A few years ago I asked this question. I wanted to extract my Kindle annotations from the MyClippings.txt
file and use them to annotate a PDF version of the original text. Very useful for academic reading (e.g., having the annotated original PDF is more useful for skimming and citing). A few months ago I found a solution in the following script.
import fitz
# the document to annotate
doc = fitz.open("text_to_highlight.pdf")
# the text to be marked
text_list = [
"first piece of text",
"second piece of text",
"third piece of text"
]
for page in doc:
for text in text_list:
rl = page.search_for(text, quads = True)
page.add_highlight_annot(rl)
# save to a new PDF
doc.save("text_annotated.pdf")
I found however a new problem since then. The PDF output, on a 700 pages book, becomes incredibly big (more than 500M). (The script had to be run a few times,because with all the annotations at once it would crash; this is not necessarily a problem but it suggests inefficiency). Is there an approach---my guess is Python-based---that could prevent such inefficient outcome?
So, in case anybody gets here and is interested in this functionality, let me share the workflow and the Code (slightly changed / improved from the one above, but basically the same). Uesful when you've read in ePub but want to save your notes in a PDF for better skimming when doing research.
To highlight a PDF using the MyClippings.txt
file produced by the Kindle.
First, we need to extract from MyClippings the portions of text of the PDF we want to highlight. Fairly easy procedure, done manually.
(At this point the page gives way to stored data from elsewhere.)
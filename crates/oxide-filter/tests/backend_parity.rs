mod common;

use std::collections::BTreeSet;

use serde_json::{json, Value as Json};

use common::{catalog_store, ids, relational_store, SESSION};
use oxide_filter::prelude::*;

async fn fetch<S: RecordStore>(store: &S, entity: &str, filters: &[Json]) -> Vec<SerializedRecord> {
    get_with_filters(store, SESSION, entity, filters)
        .await
        .unwrap_or_else(|e| panic!("{entity} {filters:?} failed on {:?}: {e}", store.backend()))
}

/// Runs the same request on both stores and checks the results agree.
async fn both(entity: &str, filters: &[Json]) -> Vec<SerializedRecord> {
    let relational = fetch(&relational_store().await, entity, filters).await;
    let catalog = fetch(&catalog_store().await, entity, filters).await;
    assert_eq!(relational, catalog, "{entity} {filters:?}");
    relational
}

/// Like [`both`], for results whose row order is unspecified.
async fn both_unordered(entity: &str, filters: &[Json]) -> BTreeSet<String> {
    let as_set = |rows: Vec<SerializedRecord>| -> BTreeSet<String> {
        rows.into_iter().map(|r| r.into_value().to_string()).collect()
    };
    let relational = as_set(fetch(&relational_store().await, entity, filters).await);
    let catalog = as_set(fetch(&catalog_store().await, entity, filters).await);
    assert_eq!(relational, catalog, "{entity} {filters:?}");
    relational
}

#[tokio::test]
async fn test_eq_selects_exact_matches() {
    let books = both("Book", &[json!({"where": {"year": {"eq": 2003}}}), json!({"order": "id ASC"})]).await;
    assert_eq!(ids(&books), vec![2, 3]);

    let none = both("Book", &[json!({"where": {"year": {"eq": 1999}}})]).await;
    assert!(none.is_empty());
}

#[tokio::test]
async fn test_comparison_operators() {
    let cases = [
        (json!({"year": {"ne": 2010}}), vec![1, 2, 3]),
        (json!({"year": {"lt": 2003}}), vec![1]),
        (json!({"year": {"lte": 2003}}), vec![1, 2, 3]),
        (json!({"year": {"gt": 2003}}), vec![4, 5]),
        (json!({"year": {"gte": 2010}}), vec![4, 5]),
        (json!({"price": {"lt": 10}}), vec![2, 5]),
        (json!({"published_at": {"gte": "2020-01-01 00:00:00"}}), vec![3, 4, 5]),
        (json!({"id": {"in": [5, 1, 9]}}), vec![1, 5]),
        (json!({"title": {"nlike": "test 1"}}), vec![1, 3, 4, 5]),
    ];
    for (condition, expected) in cases {
        let books = both("Book", &[json!({"where": condition}), json!({"order": "id ASC"})]).await;
        assert_eq!(ids(&books), expected, "{condition}");
    }
}

#[tokio::test]
async fn test_empty_in_matches_nothing() {
    let books = both("Book", &[json!({"where": {"id": {"in": []}}})]).await;
    assert!(books.is_empty());
}

#[tokio::test]
async fn test_null_equality() {
    let authors = both("Author", &[json!({"where": {"country_id": {"eq": null}}})]).await;
    assert_eq!(ids(&authors), vec![3]);

    let authors = both(
        "Author",
        &[json!({"where": {"country_id": {"ne": null}}}), json!({"order": "id ASC"})],
    )
    .await;
    assert_eq!(ids(&authors), vec![1, 2]);
}

#[tokio::test]
async fn test_like_order_skip_limit_scenario() {
    let books = both(
        "Book",
        &[
            json!({"where": {"title": {"like": "Test"}}}),
            json!({"order": "id ASC"}),
            json!({"skip": 1}),
            json!({"limit": 2}),
        ],
    )
    .await;
    assert_eq!(ids(&books), vec![2, 3]);
    assert_eq!(books[0].get("title"), Some(&json!("Test 1")));
}

#[tokio::test]
async fn test_filters_apply_in_fixed_order() {
    let books = both(
        "Book",
        &[
            json!({"limit": 2}),
            json!({"skip": 1}),
            json!({"order": "id DESC"}),
            json!({"where": {"title": {"like": "Test"}}}),
        ],
    )
    .await;
    assert_eq!(ids(&books), vec![4, 3]);
}

#[tokio::test]
async fn test_multiple_orders() {
    let books = both("Book", &[json!({"order": "year DESC"}), json!({"order": "price asc"})]).await;
    assert_eq!(ids(&books), vec![5, 4, 2, 3, 1]);
}

#[tokio::test]
async fn test_where_through_relationships() {
    let books = both(
        "Book",
        &[json!({"where": {"author.name": {"eq": "Borges"}}}), json!({"order": "id ASC"})],
    )
    .await;
    assert_eq!(ids(&books), vec![3, 4, 5]);

    let reviews = both(
        "Review",
        &[json!({"where": {"book.author.name": {"eq": "Ada"}}}), json!({"order": "id ASC"})],
    )
    .await;
    assert_eq!(ids(&reviews), vec![1, 2]);

    // Both conditions must hold for the same joined book.
    let authors = both(
        "Author",
        &[
            json!({"where": {"books.year": {"eq": 2003}, "books.price": {"gt": 10}}}),
            json!({"order": "id ASC"}),
        ],
    )
    .await;
    assert_eq!(ids(&authors), vec![2]);
}

#[tokio::test]
async fn test_distinct_rows_are_unique() {
    let filters = [json!({"distinct": "year"})];
    let years = fetch(&relational_store().await, "Book", &filters).await;
    assert_eq!(years.len(), 3);
    assert!(years.iter().all(|r| r.keys().eq(["year"])));

    let rows = both_unordered("Book", &filters).await;
    let expected: BTreeSet<String> = [json!({"year": 2001}), json!({"year": 2003}), json!({"year": 2010})]
        .iter()
        .map(Json::to_string)
        .collect();
    assert_eq!(rows, expected);

    let pairs = both_unordered("Book", &[json!({"distinct": ["year", "author_id"]})]).await;
    assert_eq!(pairs.len(), 4);
}

#[tokio::test]
async fn test_order_through_to_many_path_uses_each_records_extreme() {
    // Book 1 has ratings 5 and 3, book 3 has 4, the rest none.
    let cases = [
        ("reviews.rating DESC", vec![1, 3, 2, 4, 5]),
        ("reviews.rating ASC", vec![2, 4, 5, 1, 3]),
    ];
    for (order, expected) in cases {
        let books = both("Book", &[json!({"order": order}), json!({"order": "id ASC"})]).await;
        assert_eq!(ids(&books), expected, "{order}");
    }

    let authors = both("Author", &[json!({"order": "books.title DESC"})]).await;
    assert_eq!(ids(&authors), vec![2, 1, 3]);
    let authors = both("Author", &[json!({"order": "books.title ASC"})]).await;
    assert_eq!(ids(&authors), vec![3, 1, 2]);
}

#[tokio::test]
async fn test_distinct_ordered_by_its_field() {
    let rows = both("Book", &[json!({"distinct": "year"}), json!({"order": "year DESC"})]).await;
    let years: Vec<Option<&Json>> = rows.iter().map(|r| r.get("year")).collect();
    assert_eq!(
        years,
        vec![Some(&json!(2010)), Some(&json!(2003)), Some(&json!(2001))]
    );
}

#[tokio::test]
async fn test_mismatched_filters_fail_alike() {
    let relational = relational_store().await;
    let catalog = catalog_store().await;
    let cases = [
        vec![json!({"where": {"year": {"like": "200"}}})],
        vec![json!({"where": {"price": {"nlike": "1"}}})],
        vec![json!({"distinct": "year"}), json!({"order": "price DESC"})],
        vec![json!({"order": "id ASC"}), json!({"distinct": ["year", "author_id"]})],
    ];
    for filters in cases {
        let a = rejected(&relational, &filters).await;
        let b = rejected(&catalog, &filters).await;
        assert!(matches!(a, FilterError::InvalidValue { .. }), "{filters:?}: {a:?}");
        assert_eq!(a, b, "{filters:?}");
    }
}

#[tokio::test]
async fn test_distinct_dotted_fields_nest() {
    let names = both_unordered(
        "Book",
        &[json!({"distinct": ["author.name"]}), json!({"where": {"year": {"gte": 2003}}})],
    )
    .await;
    let expected: BTreeSet<String> = [
        json!({"author": {"name": "Ada"}}),
        json!({"author": {"name": "Borges"}}),
    ]
    .iter()
    .map(Json::to_string)
    .collect();
    assert_eq!(names, expected);
}

async fn count<S: RecordStore>(store: &S, entity: &str, filters: &[Json]) -> u64 {
    count_with_filters(store, SESSION, entity, filters).await.unwrap()
}

#[tokio::test]
async fn test_counts_agree() {
    let relational = relational_store().await;
    let catalog = catalog_store().await;
    let cases: [(&str, Vec<Json>, u64); 6] = [
        ("Book", vec![], 5),
        ("Book", vec![json!({"where": {"year": {"eq": 1999}}})], 0),
        ("Book", vec![json!({"distinct": "year"})], 3),
        ("Book", vec![json!({"distinct": ["year", "author_id"]})], 4),
        ("Author", vec![json!({"where": {"books.year": {"eq": 2003}}})], 2),
        (
            "Book",
            vec![json!({"where": {"title": {"like": "Test"}}}), json!({"distinct": "author.name"})],
            2,
        ),
    ];
    for (entity, filters, expected) in cases {
        assert_eq!(count(&relational, entity, &filters).await, expected, "{filters:?}");
        assert_eq!(count(&catalog, entity, &filters).await, expected, "{filters:?}");
    }
}

#[tokio::test]
async fn test_flat_form_without_include() {
    let books = both("Book", &[json!({"where": {"id": {"eq": 1}}})]).await;
    assert_eq!(
        books[0].clone().into_value(),
        json!({
            "id": 1,
            "title": "Test 0",
            "year": 2001,
            "price": 12.5,
            "published_at": "2019-03-05 14:19:06",
            "author_id": 1
        })
    );
}

#[tokio::test]
async fn test_include_shapes() {
    let books = both(
        "Book",
        &[json!({"where": {"id": {"eq": 3}}}), json!({"include": "author"})],
    )
    .await;
    assert_eq!(
        books[0].get("author"),
        Some(&json!({"id": 2, "name": "Borges", "country_id": 2}))
    );

    let authors = both("Author", &[json!({"include": ["books", "country"]}), json!({"order": "id ASC"})]).await;
    let books_of = |i: usize| authors[i].get("books").and_then(Json::as_array).map(Vec::len);
    assert_eq!(books_of(0), Some(2));
    assert_eq!(books_of(1), Some(3));
    assert_eq!(books_of(2), Some(0));
    assert_eq!(authors[2].get("country"), Some(&Json::Null));
    assert_eq!(authors[0].get("country"), Some(&json!({"id": 1, "name": "Norway"})));
}

#[tokio::test]
async fn test_nested_include_uses_external_names() {
    let authors = both(
        "Author",
        &[
            json!({"where": {"id": {"eq": 1}}}),
            json!({"include": {"books": ["reviews", "author"]}}),
        ],
    )
    .await;
    let books = authors[0].get("books").and_then(Json::as_array).unwrap();
    assert_eq!(books.len(), 2);
    assert_eq!(books[0]["reviewList"].as_array().map(Vec::len), Some(2));
    assert_eq!(books[1]["reviewList"], json!([]));
    assert_eq!(books[0]["author"]["name"], json!("Ada"));
    assert!(books[0].get("reviews").is_none());
}

async fn two_includes<S: RecordStore>(store: &S) -> ApiError {
    get_with_filters(
        store,
        SESSION,
        "Book",
        &[json!({"include": "author"}), json!({"include": "reviews"})],
    )
    .await
    .unwrap_err()
}

#[tokio::test]
async fn test_second_include_is_rejected() {
    let relational = two_includes(&relational_store().await).await;
    let catalog = two_includes(&catalog_store().await).await;
    for err in [relational, catalog] {
        assert!(matches!(err, ApiError::Filter(FilterError::MultipleIncludes)), "{err:?}");
        assert_eq!(err.status_code(), 400);
    }
}

async fn rejected<S: RecordStore>(store: &S, filters: &[Json]) -> FilterError {
    match get_with_filters(store, SESSION, "Book", filters).await {
        Err(ApiError::Filter(err)) => err,
        other => panic!("expected a filter error, got {other:?}"),
    }
}

#[tokio::test]
async fn test_invalid_filters_fail_on_both() {
    let relational = relational_store().await;
    let catalog = catalog_store().await;
    let cases = [
        json!({"where": {"isbn": {"eq": "x"}}}),
        json!({"where": {"year": {"between": [1, 2]}}}),
        json!({"where": {"year": {"in": 2003}}}),
        json!({"where": {"year": {"eq": 1, "ne": 2}}}),
        json!({"order": "id"}),
        json!({"order": "id UP"}),
        json!({"include": "publisher"}),
        json!({"distinct": []}),
        json!({"where": {}, "order": "id ASC"}),
        json!({"page": 1}),
    ];
    for filter in cases {
        let filters = [filter];
        let a = rejected(&relational, &filters).await;
        let b = rejected(&catalog, &filters).await;
        assert_eq!(a, b, "{filters:?}");
    }
}

async fn crud<S: RecordStore>(store: &S) {
    let created = create(
        store,
        SESSION,
        "Book",
        &json!({"title": "Fresh", "year": 2024, "author_id": 3}),
    )
    .await
    .unwrap();
    assert_eq!(created.get("id"), Some(&json!(6)));
    assert_eq!(created.get("price"), Some(&Json::Null));

    let err = create(store, SESSION, "Book", &json!({"title": "Orphan", "author_id": 99}))
        .await
        .unwrap_err();
    assert!(matches!(err, ApiError::BadRequest(_)), "{err:?}");

    let err = create(store, SESSION, "Book", &json!({"isbn": "123"}))
        .await
        .unwrap_err();
    assert!(matches!(err, ApiError::BadRequest(_)), "{err:?}");

    let updated = update(store, SESSION, "Book", &json!({"id": 6, "year": 2025}))
        .await
        .unwrap();
    assert_eq!(updated.get("year"), Some(&json!(2025)));
    assert_eq!(updated.get("title"), Some(&json!("Fresh")));

    let err = update(store, SESSION, "Book", &json!({"year": 2025}))
        .await
        .unwrap_err();
    assert!(matches!(err, ApiError::BadRequest(_)), "{err:?}");

    let err = update(store, SESSION, "Book", &json!({"id": 42, "year": 2025}))
        .await
        .unwrap_err();
    assert!(matches!(err, ApiError::MissingRecord(_)), "{err:?}");

    let fetched = get_by_id(store, SESSION, "Book", &json!(6)).await.unwrap();
    assert_eq!(fetched, updated);

    delete_by_id(store, SESSION, "Book", &json!(6)).await.unwrap();
    let err = get_by_id(store, SESSION, "Book", &json!(6)).await.unwrap_err();
    assert!(matches!(err, ApiError::MissingRecord(_)), "{err:?}");
    assert_eq!(err.status_code(), 404);
    let err = delete_by_id(store, SESSION, "Book", &json!(6)).await.unwrap_err();
    assert!(matches!(err, ApiError::MissingRecord(_)), "{err:?}");
}

#[tokio::test]
async fn test_writes_behave_alike() {
    crud(&relational_store().await).await;
    crud(&catalog_store().await).await;
}

async fn first_match<S: RecordStore>(store: &S) {
    let book = get_one_with_filters(
        store,
        SESSION,
        "Book",
        &[json!({"where": {"year": {"eq": 2010}}}), json!({"order": "price DESC"})],
    )
    .await
    .unwrap();
    assert_eq!(book.get("id"), Some(&json!(4)));

    let err = get_one_with_filters(store, SESSION, "Book", &[json!({"where": {"year": {"eq": 1}}})])
        .await
        .unwrap_err();
    assert!(matches!(err, ApiError::MissingRecord(_)), "{err:?}");
}

#[tokio::test]
async fn test_get_one_with_filters() {
    first_match(&relational_store().await).await;
    first_match(&catalog_store().await).await;
}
We can save the (rather long) lines in original_long_lines.txt
.
This is not enough: we want to cut those long lines into approximately five-words bits (for otherwise the search PDF function will not work properly). For that purpose we run the following Code (check input_file
and output_file
and name accordingly).
def break_lines(input_file, output_file):
with open(input_file, 'r') as file:
lines = file.readlines()
output_lines = []
for line in lines:
words = line.split()
if len(words) >= 3:
# Break line into new lines with a maximum of five words
for i in range(0, len(words), 5):
output_line = ' '.join(words[i:i+7])
output_lines.append(output_line)
with open(output_file, 'w') as file:
file.write('\n'.join(output_lines))
print(f"Output written to: {output_file}")
# Example usage
input_file = 'original_long_lines.txt'
output_file = 'shorter_lines.txt'
break_lines(input_file, output_file)
Second, that is not enough either: you want to cut the lines where you only have one or two words (to prevent highlighting those two words all the time in the PDF). For that purpose, we use the following code:
def join_lines(input_file, output_file):
with open(input_file, 'r') as file:
lines = file.readlines()
output_lines = []
prev_line = ''
for line in lines:
words = line.split()
if len(words) <= 2:
prev_line += ' ' + line.strip()
else:
output_lines.append(prev_line.strip())
prev_line = line.strip()
# Add the last line to the output
output_lines.append(prev_line.strip())
with open(output_file, 'w') as file:
file.write('\n'.join(output_lines))
print(f"Output written to: {output_file}")
# Example usage
input_file = 'shorter_lines.txt'
output_file = 'shorter_lines_no_one_or_two_words.txt'
join_lines(input_file, output_file)
And finally, we use the following code to highlight the PDF using our shorter_lines_no_one_or_two_words.txt
text file.
import PyPDF2
import fitz
from tqdm import tqdm
def highlight_pdf(pdf_path, text_file):
# Load the list of strings from the text file
with open(text_file, 'r') as file:
search_strings = file.read().splitlines()
# Open the PDF file
pdf = fitz.open(pdf_path)
# Initialize the progress bar
progress_bar = tqdm(total=len(pdf), unit='page')
for page_num in range(len(pdf)):
page = pdf[page_num]
for search_string in search_strings:
text_instances = page.search_for(search_string, quads=True)
for inst in text_instances:
# Highlight the found text
highlight = page.add_highlight_annot(inst)
# Update the progress bar after processing each page
progress_bar.update(1)
# Close the progress bar
progress_bar.close()
# Save the modified PDF
output_path = 'highlighted_' + pdf_path
pdf.save(output_path)
pdf.close()
print(f"Highlighted PDF saved as: {output_path}")
# Example usage
pdf_path = 'your_pdf.pdf'
text_file = 'shorter_lines_no_one_or_two_words.txt'
highlight_pdf(pdf_path, text_file)
In my experience, this sometimes increases the size of the final file exponentially, and sometimes it does not. This problem can be easily be solved using cpdf
as mentioned by John Whitington above, as in cpdf -squeeze huge_pdf.pdf -o small_pdf.pdf
. And now you have your Kindle highlights in your PDF.